WORK ORDER:
If a line in the entries below contains the word "Item", it counts; report how many such lines there are, and only that number.

** Opening MATERIALS PROVIDED block **

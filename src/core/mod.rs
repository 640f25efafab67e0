pub mod goal_manager;
pub mod time;
pub mod utils;

pub use goal_manager::{Applied, GoalManager};
pub use time::{Clock, FixedClock, SystemClock};
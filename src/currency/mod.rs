//! Integer minor-unit money and the fixed denomination table.

pub mod denomination;

use std::{
    fmt,
    iter::Sum,
    ops::{Add, AddAssign, Sub, SubAssign},
    str::FromStr,
};

use serde::{Deserialize, Serialize};

use crate::errors::{ChallengeError, Result};

pub use denomination::{
    default_selection, denomination_by_id, denomination_by_value, denominations,
    resolve_denominations, Denomination, DenominationKind,
};

/// Millimes per dinar.
pub const MINOR_UNITS_PER_MAJOR: i64 = 1000;
/// Fractional digits used whenever an amount crosses the text boundary.
pub const FRACTION_DIGITS: usize = 3;

const MAJOR_SYMBOL: &str = "د.ت";
const MINOR_SYMBOL: &str = "مليم";

/// A monetary value stored as an exact count of millimes.
///
/// Every amount in goals, batches, and the persisted document is an `Amount`;
/// decimals only exist while parsing user input or rendering output.
#[derive(
    Debug, Clone, Copy, Default, PartialEq, Eq, PartialOrd, Ord, Hash, Serialize, Deserialize,
)]
#[serde(transparent)]
pub struct Amount(i64);

impl Amount {
    pub const ZERO: Amount = Amount(0);

    pub const fn from_millimes(millimes: i64) -> Self {
        Amount(millimes)
    }

    pub const fn from_dinars(dinars: i64) -> Self {
        Amount(dinars * MINOR_UNITS_PER_MAJOR)
    }

    pub const fn millimes(self) -> i64 {
        self.0
    }

    pub const fn is_positive(self) -> bool {
        self.0 > 0
    }

    pub fn checked_mul(self, count: u32) -> Option<Amount> {
        self.0.checked_mul(i64::from(count)).map(Amount)
    }

    /// Parses decimal text such as `12`, `12.5` or `0.0305` into millimes.
    ///
    /// Digits past the third fractional place round to the nearest millime,
    /// halves rounding up.
    pub fn parse(text: &str) -> Result<Self> {
        let raw = text.trim();
        let invalid = || ChallengeError::InvalidAmount(raw.to_string());

        let (whole, fraction) = match raw.split_once('.') {
            Some((whole, fraction)) => (whole, fraction),
            None => (raw, ""),
        };
        if whole.is_empty() && fraction.is_empty() {
            return Err(invalid());
        }
        if !whole.chars().all(|c| c.is_ascii_digit())
            || !fraction.chars().all(|c| c.is_ascii_digit())
        {
            return Err(invalid());
        }

        let mut millimes: i64 = 0;
        for digit in whole.bytes() {
            millimes = millimes
                .checked_mul(10)
                .and_then(|value| value.checked_add(i64::from(digit - b'0')))
                .ok_or_else(invalid)?;
        }
        millimes = millimes
            .checked_mul(MINOR_UNITS_PER_MAJOR)
            .ok_or_else(invalid)?;

        let digits = fraction.as_bytes();
        let mut minor: i64 = 0;
        for place in 0..FRACTION_DIGITS {
            let digit = digits.get(place).map(|d| i64::from(d - b'0')).unwrap_or(0);
            minor = minor * 10 + digit;
        }
        if digits.get(FRACTION_DIGITS).is_some_and(|d| *d >= b'5') {
            minor += 1;
        }

        millimes.checked_add(minor).map(Amount).ok_or_else(invalid)
    }

    /// Renders the amount as a decimal with exactly three fractional digits.
    pub fn to_decimal_string(self) -> String {
        let sign = if self.0 < 0 { "-" } else { "" };
        let magnitude = self.0.unsigned_abs();
        let per_major = MINOR_UNITS_PER_MAJOR.unsigned_abs();
        format!(
            "{sign}{}.{:03}",
            magnitude / per_major,
            magnitude % per_major
        )
    }
}

impl fmt::Display for Amount {
    fn fmt(&self, f: &mut fmt::Formatter<'_>) -> fmt::Result {
        f.write_str(&self.to_decimal_string())
    }
}

impl FromStr for Amount {
    type Err = ChallengeError;

    fn from_str(s: &str) -> Result<Self> {
        Amount::parse(s)
    }
}

impl Add for Amount {
    type Output = Amount;

    fn add(self, rhs: Amount) -> Amount {
        Amount(self.0 + rhs.0)
    }
}

impl AddAssign for Amount {
    fn add_assign(&mut self, rhs: Amount) {
        self.0 += rhs.0;
    }
}

impl Sub for Amount {
    type Output = Amount;

    fn sub(self, rhs: Amount) -> Amount {
        Amount(self.0 - rhs.0)
    }
}

impl SubAssign for Amount {
    fn sub_assign(&mut self, rhs: Amount) {
        self.0 -= rhs.0;
    }
}

impl Sum for Amount {
    fn sum<I: Iterator<Item = Amount>>(iter: I) -> Amount {
        iter.fold(Amount::ZERO, Add::add)
    }
}

impl<'a> Sum<&'a Amount> for Amount {
    fn sum<I: Iterator<Item = &'a Amount>>(iter: I) -> Amount {
        iter.copied().sum()
    }
}

/// Formats an amount for display: millimes below one dinar, dinars otherwise.
pub fn format_currency(amount: Amount) -> String {
    if amount.millimes().abs() < MINOR_UNITS_PER_MAJOR {
        format!("{} {}", amount.millimes(), MINOR_SYMBOL)
    } else {
        format!("{} {}", amount.to_decimal_string(), MAJOR_SYMBOL)
    }
}
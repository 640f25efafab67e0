use chrono::{DateTime, NaiveDateTime, Utc};
use std::{
    cmp::Reverse,
    fs,
    path::{Path, PathBuf},
};

use crate::{
    core::utils::{backups_dir_in, ensure_dir},
    errors::{ChallengeError, Result},
    goal::{AppState, CURRENT_SCHEMA_VERSION},
    utils::persistence::{next_backup_path, write_atomic},
};

use super::{BackupInfo, StateStorage, STORAGE_KEY};

const EXTENSION: &str = "json";
pub const DEFAULT_RETENTION: usize = 5;

/// Filesystem-backed JSON persistence for the application state.
///
/// The document lives at `<root>/tounes_money_challenge_v2.json`; every save
/// first copies the previous document into `<root>/backups/`.
#[derive(Debug, Clone)]
pub struct JsonStorage {
    root: PathBuf,
    backups_dir: PathBuf,
    state_file: PathBuf,
    retention: usize,
}

impl JsonStorage {
    pub fn new(root: PathBuf, retention: Option<usize>) -> Result<Self> {
        ensure_dir(&root)?;
        let backups_dir = backups_dir_in(&root);
        ensure_dir(&backups_dir)?;
        let state_file = root.join(format!("{STORAGE_KEY}.{EXTENSION}"));
        Ok(Self {
            root,
            backups_dir,
            state_file,
            retention: retention.unwrap_or(DEFAULT_RETENTION).max(1),
        })
    }

    pub fn root(&self) -> &Path {
        &self.root
    }

    pub fn state_path(&self) -> &Path {
        &self.state_file
    }

    pub fn backups_dir(&self) -> &Path {
        &self.backups_dir
    }

    pub fn retention(&self) -> usize {
        self.retention
    }

    fn backup_existing_file(&self, note: Option<&str>) -> Result<Option<BackupInfo>> {
        if !self.state_file.exists() {
            return Ok(None);
        }
        let path = next_backup_path(&self.backups_dir, STORAGE_KEY, note, EXTENSION);
        fs::copy(&self.state_file, &path)?;
        let info = backup_info(&path);
        self.prune_backups()?;
        Ok(Some(info))
    }

    fn prune_backups(&self) -> Result<()> {
        let entries = self.list_backups()?;
        for entry in entries.into_iter().skip(self.retention) {
            if let Err(err) = fs::remove_file(&entry.path) {
                tracing::warn!(path = %entry.path.display(), %err, "failed to prune backup");
            }
        }
        Ok(())
    }
}

impl StateStorage for JsonStorage {
    fn load_state(&self) -> Result<AppState> {
        if !self.state_file.exists() {
            tracing::info!(path = %self.state_file.display(), "no saved state, starting empty");
            return Ok(AppState::new());
        }
        let state = load_state_from_path(&self.state_file)?;
        tracing::info!(goals = state.goals.len(), "state loaded");
        Ok(state)
    }

    fn save_state(&self, state: &AppState) -> Result<()> {
        self.backup_existing_file(None)?;
        save_state_to_path(state, &self.state_file)?;
        tracing::debug!(goals = state.goals.len(), "state saved");
        Ok(())
    }

    fn backup_state(&self, note: Option<&str>) -> Result<BackupInfo> {
        self.backup_existing_file(note)?.ok_or_else(|| {
            ChallengeError::StorageError("nothing saved yet, no backup created".into())
        })
    }

    fn list_backups(&self) -> Result<Vec<BackupInfo>> {
        if !self.backups_dir.exists() {
            return Ok(Vec::new());
        }
        let mut entries = Vec::new();
        for entry in fs::read_dir(&self.backups_dir)? {
            let path = entry?.path();
            if !path.is_file() || path.extension().and_then(|ext| ext.to_str()) != Some(EXTENSION)
            {
                continue;
            }
            entries.push(backup_info(&path));
        }
        entries.sort_by_key(|info| Reverse(info.id.clone()));
        Ok(entries)
    }

    fn restore_backup(&self, backup_id: &str) -> Result<AppState> {
        let source = self.backups_dir.join(backup_id);
        if backup_id.contains(['/', '\\']) || !source.is_file() {
            return Err(ChallengeError::StorageError(format!(
                "backup `{backup_id}` not found"
            )));
        }
        let restored = load_state_from_path(&source)?;
        self.backup_existing_file(Some("before-restore"))?;
        save_state_to_path(&restored, &self.state_file)?;
        tracing::info!(backup = backup_id, "state restored from backup");
        Ok(restored)
    }
}

/// Writes a state document to an arbitrary path via a temp file and rename.
pub fn save_state_to_path(state: &AppState, path: &Path) -> Result<()> {
    let data = if state.schema_version == CURRENT_SCHEMA_VERSION {
        serde_json::to_string_pretty(state)?
    } else {
        let mut upgraded = state.clone();
        upgraded.schema_version = CURRENT_SCHEMA_VERSION;
        serde_json::to_string_pretty(&upgraded)?
    };
    write_atomic(path, &data)
}

/// Reads a state document, rejecting schema versions newer than this build.
pub fn load_state_from_path(path: &Path) -> Result<AppState> {
    let data = fs::read_to_string(path)?;
    let value: serde_json::Value = serde_json::from_str(&data)?;
    let found = value
        .get("schema_version")
        .and_then(|v| v.as_u64())
        .map(|v| u32::try_from(v).unwrap_or(u32::MAX))
        .unwrap_or(CURRENT_SCHEMA_VERSION);
    if found > CURRENT_SCHEMA_VERSION {
        return Err(ChallengeError::UnsupportedSchema {
            found,
            supported: CURRENT_SCHEMA_VERSION,
        });
    }
    let mut state: AppState = serde_json::from_value(value)?;
    state.schema_version = CURRENT_SCHEMA_VERSION;
    Ok(state)
}

fn backup_info(path: &Path) -> BackupInfo {
    let id = path
        .file_name()
        .and_then(|name| name.to_str())
        .unwrap_or_default()
        .to_string();
    let size_bytes = fs::metadata(path).map(|meta| meta.len()).unwrap_or(0);
    BackupInfo {
        created_at: parse_backup_timestamp(&id),
        id,
        size_bytes,
        path: path.to_path_buf(),
    }
}

/// Recovers the timestamp from `<key>_<YYYYmmdd>_<HHMMSSmmm>[_note].json`.
fn parse_backup_timestamp(name: &str) -> Option<DateTime<Utc>> {
    let rest = name.strip_prefix(STORAGE_KEY)?.strip_prefix('_')?;
    let date = rest.get(..8)?;
    let time = rest.get(9..15)?;
    if rest.get(8..9)? != "_" || !is_digits(date) || !is_digits(time) {
        return None;
    }
    NaiveDateTime::parse_from_str(&format!("{date}{time}"), "%Y%m%d%H%M%S")
        .ok()
        .map(|naive| DateTime::from_naive_utc_and_offset(naive, Utc))
}

fn is_digits(value: &str) -> bool {
    value.chars().all(|c| c.is_ascii_digit())
}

** Closing MATERIALS PROVIDED block **

SOLUTION BELOW:
2